:: Materials provided

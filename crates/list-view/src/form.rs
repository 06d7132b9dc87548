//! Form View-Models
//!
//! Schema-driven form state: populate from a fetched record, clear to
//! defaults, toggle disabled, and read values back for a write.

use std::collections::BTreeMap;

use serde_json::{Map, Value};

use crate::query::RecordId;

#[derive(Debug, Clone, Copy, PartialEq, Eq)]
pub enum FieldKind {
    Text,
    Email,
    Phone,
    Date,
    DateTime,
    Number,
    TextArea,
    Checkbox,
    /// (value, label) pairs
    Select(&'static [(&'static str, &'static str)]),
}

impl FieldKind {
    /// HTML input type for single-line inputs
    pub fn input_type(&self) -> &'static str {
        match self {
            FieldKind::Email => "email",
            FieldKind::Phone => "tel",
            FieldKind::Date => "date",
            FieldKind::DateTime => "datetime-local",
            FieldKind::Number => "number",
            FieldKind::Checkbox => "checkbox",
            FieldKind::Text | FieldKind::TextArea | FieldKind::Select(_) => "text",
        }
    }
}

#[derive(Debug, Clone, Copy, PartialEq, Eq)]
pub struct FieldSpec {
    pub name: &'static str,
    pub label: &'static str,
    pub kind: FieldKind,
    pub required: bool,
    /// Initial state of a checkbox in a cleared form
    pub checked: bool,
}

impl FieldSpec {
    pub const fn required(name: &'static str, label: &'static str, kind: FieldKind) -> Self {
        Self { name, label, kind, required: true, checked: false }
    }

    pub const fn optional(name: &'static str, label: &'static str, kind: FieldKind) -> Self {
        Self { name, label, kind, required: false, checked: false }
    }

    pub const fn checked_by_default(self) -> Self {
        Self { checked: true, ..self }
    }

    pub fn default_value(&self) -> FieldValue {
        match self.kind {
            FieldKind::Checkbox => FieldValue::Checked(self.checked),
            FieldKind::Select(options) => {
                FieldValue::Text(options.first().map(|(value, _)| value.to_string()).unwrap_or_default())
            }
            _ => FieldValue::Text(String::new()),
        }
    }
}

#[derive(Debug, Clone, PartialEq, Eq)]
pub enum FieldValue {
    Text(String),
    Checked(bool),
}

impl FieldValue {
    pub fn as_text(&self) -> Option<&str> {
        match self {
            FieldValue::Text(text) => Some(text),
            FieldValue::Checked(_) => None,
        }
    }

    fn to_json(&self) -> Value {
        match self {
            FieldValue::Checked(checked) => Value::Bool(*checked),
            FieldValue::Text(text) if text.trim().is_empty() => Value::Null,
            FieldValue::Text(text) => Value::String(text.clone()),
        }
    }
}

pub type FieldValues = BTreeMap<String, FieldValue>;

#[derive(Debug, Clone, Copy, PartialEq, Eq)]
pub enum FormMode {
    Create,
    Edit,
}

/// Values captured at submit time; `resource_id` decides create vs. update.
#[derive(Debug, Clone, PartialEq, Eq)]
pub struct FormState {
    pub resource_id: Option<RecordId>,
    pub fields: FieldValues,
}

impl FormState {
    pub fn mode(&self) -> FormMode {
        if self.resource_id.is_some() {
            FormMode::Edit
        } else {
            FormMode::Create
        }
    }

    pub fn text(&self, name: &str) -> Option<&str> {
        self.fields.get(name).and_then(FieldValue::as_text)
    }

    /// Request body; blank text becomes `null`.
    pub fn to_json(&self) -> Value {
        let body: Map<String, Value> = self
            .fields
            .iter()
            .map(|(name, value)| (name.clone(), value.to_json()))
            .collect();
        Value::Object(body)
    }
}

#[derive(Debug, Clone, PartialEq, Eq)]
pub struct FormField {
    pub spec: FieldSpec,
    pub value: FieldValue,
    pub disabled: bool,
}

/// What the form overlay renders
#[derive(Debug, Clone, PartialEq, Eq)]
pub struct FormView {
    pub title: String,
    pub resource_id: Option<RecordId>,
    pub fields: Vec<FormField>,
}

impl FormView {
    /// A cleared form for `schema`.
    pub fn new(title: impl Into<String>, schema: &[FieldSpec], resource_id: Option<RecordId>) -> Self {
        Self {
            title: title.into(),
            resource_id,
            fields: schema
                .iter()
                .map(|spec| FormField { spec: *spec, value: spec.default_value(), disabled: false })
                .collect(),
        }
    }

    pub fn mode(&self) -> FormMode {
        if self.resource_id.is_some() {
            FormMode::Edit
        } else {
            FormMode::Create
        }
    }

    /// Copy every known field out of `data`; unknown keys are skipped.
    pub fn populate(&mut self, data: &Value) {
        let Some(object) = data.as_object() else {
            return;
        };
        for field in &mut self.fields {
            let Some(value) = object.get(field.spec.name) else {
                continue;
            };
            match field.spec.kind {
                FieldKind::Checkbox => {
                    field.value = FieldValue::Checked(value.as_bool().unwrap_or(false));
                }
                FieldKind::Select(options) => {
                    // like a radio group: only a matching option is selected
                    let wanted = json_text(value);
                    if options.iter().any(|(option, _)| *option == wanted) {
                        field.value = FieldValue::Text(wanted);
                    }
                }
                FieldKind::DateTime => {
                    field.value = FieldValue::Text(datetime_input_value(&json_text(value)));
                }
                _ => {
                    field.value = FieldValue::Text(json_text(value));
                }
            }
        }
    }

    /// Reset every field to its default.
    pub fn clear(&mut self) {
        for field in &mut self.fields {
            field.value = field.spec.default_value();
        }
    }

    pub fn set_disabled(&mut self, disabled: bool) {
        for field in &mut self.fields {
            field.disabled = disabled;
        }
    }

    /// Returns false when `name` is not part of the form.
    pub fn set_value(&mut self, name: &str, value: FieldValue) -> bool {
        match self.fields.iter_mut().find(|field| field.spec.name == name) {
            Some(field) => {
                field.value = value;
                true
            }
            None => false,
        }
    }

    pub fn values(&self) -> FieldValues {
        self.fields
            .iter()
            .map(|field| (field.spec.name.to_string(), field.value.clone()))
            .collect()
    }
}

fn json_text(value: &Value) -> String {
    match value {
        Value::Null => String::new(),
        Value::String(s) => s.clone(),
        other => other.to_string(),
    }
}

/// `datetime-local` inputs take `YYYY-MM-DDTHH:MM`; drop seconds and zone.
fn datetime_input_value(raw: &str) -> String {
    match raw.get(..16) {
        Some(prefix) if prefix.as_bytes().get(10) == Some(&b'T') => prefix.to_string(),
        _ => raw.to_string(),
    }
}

::::

_Task brief_
With nothing omitted, set down all of the records again.

_Solution for this task_
filename crates/list-view/src/form.rs
repository 06d7132b9dc87548
//! Form View-Models
//!
//! Schema-driven form state: populate from a fetched record, clear to
//! defaults, toggle disabled, and read values back for a write.

use std::collections::BTreeMap;

use serde_json::{Map, Value};

use crate::query::RecordId;

#[derive(Debug, Clone, Copy, PartialEq, Eq)]
pub enum FieldKind {
    Text,
    Email,
    Phone,
    Date,
    DateTime,
    Number,
    TextArea,
    Checkbox,
    /// (value, label) pairs
    Select(&'static [(&'static str, &'static str)]),
}

impl FieldKind {
    /// HTML input type for single-line inputs
    pub fn input_type(&self) -> &'static str {
        match self {
            FieldKind::Email => "email",
            FieldKind::Phone => "tel",
            FieldKind::Date => "date",
            FieldKind::DateTime => "datetime-local",
            FieldKind::Number => "number",
            FieldKind::Checkbox => "checkbox",
            FieldKind::Text | FieldKind::TextArea | FieldKind::Select(_) => "text",
        }
    }
}

#[derive(Debug, Clone, Copy, PartialEq, Eq)]
pub struct FieldSpec {
    pub name: &'static str,
    pub label: &'static str,
    pub kind: FieldKind,
    pub required: bool,
    /// Initial state of a checkbox in a cleared form
    pub checked: bool,
}

impl FieldSpec {
    pub const fn required(name: &'static str, label: &'static str, kind: FieldKind) -> Self {
        Self { name, label, kind, required: true, checked: false }
    }

    pub const fn optional(name: &'static str, label: &'static str, kind: FieldKind) -> Self {
        Self { name, label, kind, required: false, checked: false }
    }

    pub const fn checked_by_default(self) -> Self {
        Self { checked: true, ..self }
    }

    pub fn default_value(&self) -> FieldValue {
        match self.kind {
            FieldKind::Checkbox => FieldValue::Checked(self.checked),
            FieldKind::Select(options) => {
                FieldValue::Text(options.first().map(|(value, _)| value.to_string()).unwrap_or_default())
            }
            _ => FieldValue::Text(String::new()),
        }
    }
}

#[derive(Debug, Clone, PartialEq, Eq)]
pub enum FieldValue {
    Text(String),
    Checked(bool),
}

impl FieldValue {
    pub fn as_text(&self) -> Option<&str> {
        match self {
            FieldValue::Text(text) => Some(text),
            FieldValue::Checked(_) => None,
        }
    }

    fn to_json(&self) -> Value {
        match self {
            FieldValue::Checked(checked) => Value::Bool(*checked),
            FieldValue::Text(text) if text.trim().is_empty() => Value::Null,
            FieldValue::Text(text) => Value::String(text.clone()),
        }
    }
}

pub type FieldValues = BTreeMap<String, FieldValue>;

#[derive(Debug, Clone, Copy, PartialEq, Eq)]
pub enum FormMode {
    Create,
    Edit,
}

/// Values captured at submit time; `resource_id` decides create vs. update.
#[derive(Debug, Clone, PartialEq, Eq)]
pub struct FormState {
    pub resource_id: Option<RecordId>,
    pub fields: FieldValues,
}

impl FormState {
    pub fn mode(&self) -> FormMode {
        if self.resource_id.is_some() {
            FormMode::Edit
        } else {
            FormMode::Create
        }
    }

    pub fn text(&self, name: &str) -> Option<&str> {
        self.fields.get(name).and_then(FieldValue::as_text)
    }

    /// Request body; blank text becomes `null`.
    pub fn to_json(&self) -> Value {
        let body: Map<String, Value> = self
            .fields
            .iter()
            .map(|(name, value)| (name.clone(), value.to_json()))
            .collect();
        Value::Object(body)
    }
}

#[derive(Debug, Clone, PartialEq, Eq)]
pub struct FormField {
    pub spec: FieldSpec,
    pub value: FieldValue,
    pub disabled: bool,
}

/// What the form overlay renders
#[derive(Debug, Clone, PartialEq, Eq)]
pub struct FormView {
    pub title: String,
    pub resource_id: Option<RecordId>,
    pub fields: Vec<FormField>,
}

impl FormView {
    /// A cleared form for `schema`.
    pub fn new(title: impl Into<String>, schema: &[FieldSpec], resource_id: Option<RecordId>) -> Self {
        Self {
            title: title.into(),
            resource_id,
            fields: schema
                .iter()
                .map(|spec| FormField { spec: *spec, value: spec.default_value(), disabled: false })
                .collect(),
        }
    }

    pub fn mode(&self) -> FormMode {
        if self.resource_id.is_some() {
            FormMode::Edit
        } else {
            FormMode::Create
        }
    }

    /// Copy every known field out of `data`; unknown keys are skipped.
    pub fn populate(&mut self, data: &Value) {
        let Some(object) = data.as_object() else {
            return;
        };
        for field in &mut self.fields {
            let Some(value) = object.get(field.spec.name) else {
                continue;
            };
            match field.spec.kind {
                FieldKind::Checkbox => {
                    field.value = FieldValue::Checked(value.as_bool().unwrap_or(false));
                }
                FieldKind::Select(options) => {
                    // like a radio group: only a matching option is selected
                    let wanted = json_text(value);
                    if options.iter().any(|(option, _)| *option == wanted) {
                        field.value = FieldValue::Text(wanted);
                    }
                }
                FieldKind::DateTime => {
                    field.value = FieldValue::Text(datetime_input_value(&json_text(value)));
                }
                _ => {
                    field.value = FieldValue::Text(json_text(value));
                }
            }
        }
    }

    /// Reset every field to its default.
    pub fn clear(&mut self) {
        for field in &mut self.fields {
            field.value = field.spec.default_value();
        }
    }

    pub fn set_disabled(&mut self, disabled: bool) {
        for field in &mut self.fields {
            field.disabled = disabled;
        }
    }

    /// Returns false when `name` is not part of the form.
    pub fn set_value(&mut self, name: &str, value: FieldValue) -> bool {
        match self.fields.iter_mut().find(|field| field.spec.name == name) {
            Some(field) => {
                field.value = value;
                true
            }
            None => false,
        }
    }

    pub fn values(&self) -> FieldValues {
        self.fields
            .iter()
            .map(|field| (field.spec.name.to_string(), field.value.clone()))
            .collect()
    }
}

fn json_text(value: &Value) -> String {
    match value {
        Value::Null => String::new(),
        Value::String(s) => s.clone(),
        other => other.to_string(),
    }
}

/// `datetime-local` inputs take `YYYY-MM-DDTHH:MM`; drop seconds and zone.
fn datetime_input_value(raw: &str) -> String {
    match raw.get(..16) {
        Some(prefix) if prefix.as_bytes().get(10) == Some(&b'T') => prefix.to_string(),
        _ => raw.to_string(),
    }
}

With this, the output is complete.